• [What the task requires]: Set down exactly the entries below, beginning at their first line and ending at the line with "const ITEM_COLUMN: &str".

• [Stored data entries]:
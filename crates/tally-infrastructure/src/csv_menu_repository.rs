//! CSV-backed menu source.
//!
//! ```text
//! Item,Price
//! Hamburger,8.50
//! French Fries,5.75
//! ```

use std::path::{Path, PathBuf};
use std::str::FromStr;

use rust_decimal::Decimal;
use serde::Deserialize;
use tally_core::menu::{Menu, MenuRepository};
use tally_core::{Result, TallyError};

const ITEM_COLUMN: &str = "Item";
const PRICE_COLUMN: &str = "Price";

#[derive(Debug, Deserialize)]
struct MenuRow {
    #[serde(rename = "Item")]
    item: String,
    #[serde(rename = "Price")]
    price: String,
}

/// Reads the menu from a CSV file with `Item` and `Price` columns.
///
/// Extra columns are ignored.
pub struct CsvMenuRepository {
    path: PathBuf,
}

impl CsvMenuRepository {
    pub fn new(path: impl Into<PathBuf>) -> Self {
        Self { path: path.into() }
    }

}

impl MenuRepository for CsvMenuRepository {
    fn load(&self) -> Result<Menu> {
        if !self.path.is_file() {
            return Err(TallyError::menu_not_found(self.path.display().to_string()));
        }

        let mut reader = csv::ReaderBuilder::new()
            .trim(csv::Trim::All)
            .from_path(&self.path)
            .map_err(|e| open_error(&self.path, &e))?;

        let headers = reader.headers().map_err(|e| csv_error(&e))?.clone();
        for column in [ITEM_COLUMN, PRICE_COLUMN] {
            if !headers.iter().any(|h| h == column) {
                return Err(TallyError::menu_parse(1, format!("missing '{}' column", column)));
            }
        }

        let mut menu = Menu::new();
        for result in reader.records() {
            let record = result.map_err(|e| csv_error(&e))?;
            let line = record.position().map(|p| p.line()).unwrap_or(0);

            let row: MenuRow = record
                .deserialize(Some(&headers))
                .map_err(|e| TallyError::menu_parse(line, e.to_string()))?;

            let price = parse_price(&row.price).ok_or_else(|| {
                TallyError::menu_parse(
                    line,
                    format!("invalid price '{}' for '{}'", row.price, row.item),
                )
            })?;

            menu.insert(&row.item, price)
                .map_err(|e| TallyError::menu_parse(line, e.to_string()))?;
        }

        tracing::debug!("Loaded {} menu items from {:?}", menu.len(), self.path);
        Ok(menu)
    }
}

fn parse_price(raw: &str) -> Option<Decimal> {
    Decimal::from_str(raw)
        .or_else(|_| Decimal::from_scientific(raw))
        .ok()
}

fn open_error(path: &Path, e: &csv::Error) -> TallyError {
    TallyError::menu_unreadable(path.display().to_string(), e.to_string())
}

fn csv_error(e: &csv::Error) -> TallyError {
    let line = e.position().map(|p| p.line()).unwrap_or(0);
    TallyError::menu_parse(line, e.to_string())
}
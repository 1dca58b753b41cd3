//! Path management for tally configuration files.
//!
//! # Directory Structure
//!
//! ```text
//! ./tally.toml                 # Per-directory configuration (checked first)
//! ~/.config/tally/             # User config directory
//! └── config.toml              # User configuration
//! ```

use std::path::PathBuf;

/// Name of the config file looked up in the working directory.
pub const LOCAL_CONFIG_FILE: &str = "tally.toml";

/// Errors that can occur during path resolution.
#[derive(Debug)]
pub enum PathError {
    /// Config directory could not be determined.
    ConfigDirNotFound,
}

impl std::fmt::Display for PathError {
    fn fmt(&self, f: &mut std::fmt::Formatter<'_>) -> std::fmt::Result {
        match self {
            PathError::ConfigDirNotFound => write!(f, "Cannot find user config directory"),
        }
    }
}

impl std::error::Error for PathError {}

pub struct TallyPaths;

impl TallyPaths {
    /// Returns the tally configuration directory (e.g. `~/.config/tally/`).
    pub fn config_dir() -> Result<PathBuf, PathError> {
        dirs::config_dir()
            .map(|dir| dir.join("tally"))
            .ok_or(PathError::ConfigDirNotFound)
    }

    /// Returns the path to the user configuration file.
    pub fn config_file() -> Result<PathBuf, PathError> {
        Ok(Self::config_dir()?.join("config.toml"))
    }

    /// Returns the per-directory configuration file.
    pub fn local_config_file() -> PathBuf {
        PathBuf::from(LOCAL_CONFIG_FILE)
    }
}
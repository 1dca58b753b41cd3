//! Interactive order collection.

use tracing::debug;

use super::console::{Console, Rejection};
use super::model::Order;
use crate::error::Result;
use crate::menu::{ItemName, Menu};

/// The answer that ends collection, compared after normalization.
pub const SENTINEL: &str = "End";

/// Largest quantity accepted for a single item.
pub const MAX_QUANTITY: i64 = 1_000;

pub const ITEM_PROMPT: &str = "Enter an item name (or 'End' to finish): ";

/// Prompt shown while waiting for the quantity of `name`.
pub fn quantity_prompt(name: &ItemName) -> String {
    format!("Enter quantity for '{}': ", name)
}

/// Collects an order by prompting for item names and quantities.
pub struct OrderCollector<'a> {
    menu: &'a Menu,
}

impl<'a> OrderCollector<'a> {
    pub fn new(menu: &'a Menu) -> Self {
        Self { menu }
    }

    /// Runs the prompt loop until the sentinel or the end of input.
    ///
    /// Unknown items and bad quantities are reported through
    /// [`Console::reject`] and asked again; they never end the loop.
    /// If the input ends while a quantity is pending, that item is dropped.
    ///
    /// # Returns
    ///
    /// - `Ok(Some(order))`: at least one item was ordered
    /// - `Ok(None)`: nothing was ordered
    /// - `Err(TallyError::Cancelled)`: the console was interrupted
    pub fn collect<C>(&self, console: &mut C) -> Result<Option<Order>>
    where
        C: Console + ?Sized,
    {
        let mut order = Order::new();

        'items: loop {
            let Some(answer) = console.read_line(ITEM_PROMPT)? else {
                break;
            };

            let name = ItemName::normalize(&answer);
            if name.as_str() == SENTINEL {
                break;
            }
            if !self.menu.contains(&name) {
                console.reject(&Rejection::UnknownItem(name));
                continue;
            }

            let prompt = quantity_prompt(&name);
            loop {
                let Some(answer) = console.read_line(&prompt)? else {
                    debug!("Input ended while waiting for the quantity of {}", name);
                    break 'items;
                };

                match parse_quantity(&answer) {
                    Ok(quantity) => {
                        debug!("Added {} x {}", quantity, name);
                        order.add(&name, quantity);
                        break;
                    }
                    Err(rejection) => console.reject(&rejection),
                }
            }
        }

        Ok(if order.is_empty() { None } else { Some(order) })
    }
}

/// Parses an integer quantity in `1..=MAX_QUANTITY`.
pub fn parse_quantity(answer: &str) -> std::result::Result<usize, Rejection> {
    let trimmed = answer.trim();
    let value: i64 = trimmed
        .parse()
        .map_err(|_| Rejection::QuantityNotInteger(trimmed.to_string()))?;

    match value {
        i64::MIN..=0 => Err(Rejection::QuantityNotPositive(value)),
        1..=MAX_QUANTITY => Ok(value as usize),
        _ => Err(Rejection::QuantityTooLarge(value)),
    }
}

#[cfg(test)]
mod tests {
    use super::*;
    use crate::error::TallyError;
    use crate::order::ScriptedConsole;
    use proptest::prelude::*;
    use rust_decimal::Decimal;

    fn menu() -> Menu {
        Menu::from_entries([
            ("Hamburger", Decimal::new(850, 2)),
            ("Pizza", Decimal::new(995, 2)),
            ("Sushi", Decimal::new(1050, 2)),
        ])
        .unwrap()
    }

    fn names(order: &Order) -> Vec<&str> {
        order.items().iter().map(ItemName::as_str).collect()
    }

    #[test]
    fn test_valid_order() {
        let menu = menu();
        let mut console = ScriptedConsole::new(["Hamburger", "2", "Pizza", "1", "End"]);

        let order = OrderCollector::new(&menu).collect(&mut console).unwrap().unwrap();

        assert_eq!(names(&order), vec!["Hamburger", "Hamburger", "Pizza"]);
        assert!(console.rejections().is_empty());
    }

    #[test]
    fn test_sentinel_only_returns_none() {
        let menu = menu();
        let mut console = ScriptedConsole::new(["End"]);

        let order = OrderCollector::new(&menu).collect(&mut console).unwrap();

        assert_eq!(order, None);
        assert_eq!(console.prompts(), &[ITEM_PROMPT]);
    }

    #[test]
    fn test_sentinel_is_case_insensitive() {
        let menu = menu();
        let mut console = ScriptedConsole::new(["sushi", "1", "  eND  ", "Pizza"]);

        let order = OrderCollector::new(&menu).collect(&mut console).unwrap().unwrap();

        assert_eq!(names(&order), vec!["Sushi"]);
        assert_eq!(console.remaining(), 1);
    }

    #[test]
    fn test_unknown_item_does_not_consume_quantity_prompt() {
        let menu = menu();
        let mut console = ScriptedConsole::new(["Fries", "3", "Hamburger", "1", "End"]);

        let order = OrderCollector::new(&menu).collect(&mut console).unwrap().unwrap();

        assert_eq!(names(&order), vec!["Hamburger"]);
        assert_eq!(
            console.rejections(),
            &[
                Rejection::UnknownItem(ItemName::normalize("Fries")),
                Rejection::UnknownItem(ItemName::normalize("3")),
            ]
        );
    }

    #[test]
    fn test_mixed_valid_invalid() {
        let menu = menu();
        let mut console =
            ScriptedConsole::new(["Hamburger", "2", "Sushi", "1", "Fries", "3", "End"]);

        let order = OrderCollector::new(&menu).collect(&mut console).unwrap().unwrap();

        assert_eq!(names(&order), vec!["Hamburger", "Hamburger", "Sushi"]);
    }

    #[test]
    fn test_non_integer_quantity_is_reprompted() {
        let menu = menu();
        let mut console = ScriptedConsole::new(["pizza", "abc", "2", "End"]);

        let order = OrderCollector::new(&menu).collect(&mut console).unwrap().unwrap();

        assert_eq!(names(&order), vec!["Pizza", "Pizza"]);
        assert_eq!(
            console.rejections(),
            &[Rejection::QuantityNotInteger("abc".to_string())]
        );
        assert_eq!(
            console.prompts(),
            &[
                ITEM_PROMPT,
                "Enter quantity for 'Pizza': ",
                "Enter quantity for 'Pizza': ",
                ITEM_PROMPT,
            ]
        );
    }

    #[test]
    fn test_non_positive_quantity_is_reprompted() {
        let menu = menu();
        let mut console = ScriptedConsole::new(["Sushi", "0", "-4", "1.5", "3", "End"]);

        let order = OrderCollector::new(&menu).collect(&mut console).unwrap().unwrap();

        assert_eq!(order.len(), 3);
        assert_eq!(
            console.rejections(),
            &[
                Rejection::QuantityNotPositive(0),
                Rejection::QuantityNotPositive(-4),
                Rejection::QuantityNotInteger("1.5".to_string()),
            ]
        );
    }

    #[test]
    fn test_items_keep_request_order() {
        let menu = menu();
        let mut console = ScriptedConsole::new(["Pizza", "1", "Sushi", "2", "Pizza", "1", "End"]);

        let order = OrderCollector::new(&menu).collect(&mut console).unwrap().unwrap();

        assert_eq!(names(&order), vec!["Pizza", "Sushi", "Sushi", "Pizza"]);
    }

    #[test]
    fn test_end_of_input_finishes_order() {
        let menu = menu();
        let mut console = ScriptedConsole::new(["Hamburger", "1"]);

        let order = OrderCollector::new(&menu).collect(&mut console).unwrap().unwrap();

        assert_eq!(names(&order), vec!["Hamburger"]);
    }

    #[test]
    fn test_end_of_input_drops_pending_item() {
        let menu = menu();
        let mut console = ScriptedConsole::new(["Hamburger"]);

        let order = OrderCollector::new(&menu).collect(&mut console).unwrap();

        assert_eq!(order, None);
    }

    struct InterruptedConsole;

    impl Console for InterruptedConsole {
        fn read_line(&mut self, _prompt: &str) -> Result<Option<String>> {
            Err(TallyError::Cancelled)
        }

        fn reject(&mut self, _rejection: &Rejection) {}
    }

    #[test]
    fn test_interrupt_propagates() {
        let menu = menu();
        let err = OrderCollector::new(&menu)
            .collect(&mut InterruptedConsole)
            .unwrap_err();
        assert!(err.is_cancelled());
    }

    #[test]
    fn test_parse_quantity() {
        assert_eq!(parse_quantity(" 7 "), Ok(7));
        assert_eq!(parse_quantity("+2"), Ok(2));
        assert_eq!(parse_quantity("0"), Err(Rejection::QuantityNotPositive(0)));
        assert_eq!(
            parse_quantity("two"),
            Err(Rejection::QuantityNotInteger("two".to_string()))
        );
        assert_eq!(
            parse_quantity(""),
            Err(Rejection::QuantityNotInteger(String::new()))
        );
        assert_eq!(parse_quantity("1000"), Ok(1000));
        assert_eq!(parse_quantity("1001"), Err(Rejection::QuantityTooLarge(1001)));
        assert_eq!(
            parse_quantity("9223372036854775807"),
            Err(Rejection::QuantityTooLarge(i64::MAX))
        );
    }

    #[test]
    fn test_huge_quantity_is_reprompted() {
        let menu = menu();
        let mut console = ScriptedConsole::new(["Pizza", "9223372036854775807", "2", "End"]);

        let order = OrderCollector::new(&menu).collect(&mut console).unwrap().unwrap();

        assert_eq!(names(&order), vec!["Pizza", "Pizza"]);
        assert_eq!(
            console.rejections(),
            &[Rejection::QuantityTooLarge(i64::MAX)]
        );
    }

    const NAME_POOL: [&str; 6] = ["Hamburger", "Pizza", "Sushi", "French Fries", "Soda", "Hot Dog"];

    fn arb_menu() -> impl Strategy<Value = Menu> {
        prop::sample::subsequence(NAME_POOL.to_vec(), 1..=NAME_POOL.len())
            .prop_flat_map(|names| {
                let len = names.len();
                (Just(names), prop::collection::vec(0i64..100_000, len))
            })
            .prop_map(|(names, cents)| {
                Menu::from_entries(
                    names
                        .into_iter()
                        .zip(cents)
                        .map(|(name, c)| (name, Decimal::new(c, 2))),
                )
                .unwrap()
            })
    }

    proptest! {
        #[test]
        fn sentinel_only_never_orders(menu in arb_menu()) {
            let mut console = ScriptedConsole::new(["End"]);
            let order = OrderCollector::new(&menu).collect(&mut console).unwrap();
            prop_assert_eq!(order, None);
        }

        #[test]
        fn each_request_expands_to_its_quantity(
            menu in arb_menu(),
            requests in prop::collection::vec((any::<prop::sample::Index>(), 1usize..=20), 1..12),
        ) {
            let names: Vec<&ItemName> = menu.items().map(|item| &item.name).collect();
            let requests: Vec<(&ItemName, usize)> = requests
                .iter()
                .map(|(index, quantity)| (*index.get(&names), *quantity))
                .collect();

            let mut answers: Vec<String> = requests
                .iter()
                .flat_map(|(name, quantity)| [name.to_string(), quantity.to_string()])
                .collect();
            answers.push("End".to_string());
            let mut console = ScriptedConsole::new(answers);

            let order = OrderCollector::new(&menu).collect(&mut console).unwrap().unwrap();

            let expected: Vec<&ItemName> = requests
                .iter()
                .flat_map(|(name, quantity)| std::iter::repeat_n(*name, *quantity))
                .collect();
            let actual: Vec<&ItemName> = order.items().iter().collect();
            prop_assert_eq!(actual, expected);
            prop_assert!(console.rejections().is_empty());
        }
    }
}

• [Written answer]:
filename crates/tally-infrastructure/src/csv_menu_repository.rs
//! CSV-backed menu source.
//!
//! ```text
//! Item,Price
//! Hamburger,8.50
//! French Fries,5.75
//! ```

use std::path::{Path, PathBuf};
use std::str::FromStr;

use rust_decimal::Decimal;
use serde::Deserialize;
use tally_core::menu::{Menu, MenuRepository};
use tally_core::{Result, TallyError};

const ITEM_COLUMN: &str = "Item";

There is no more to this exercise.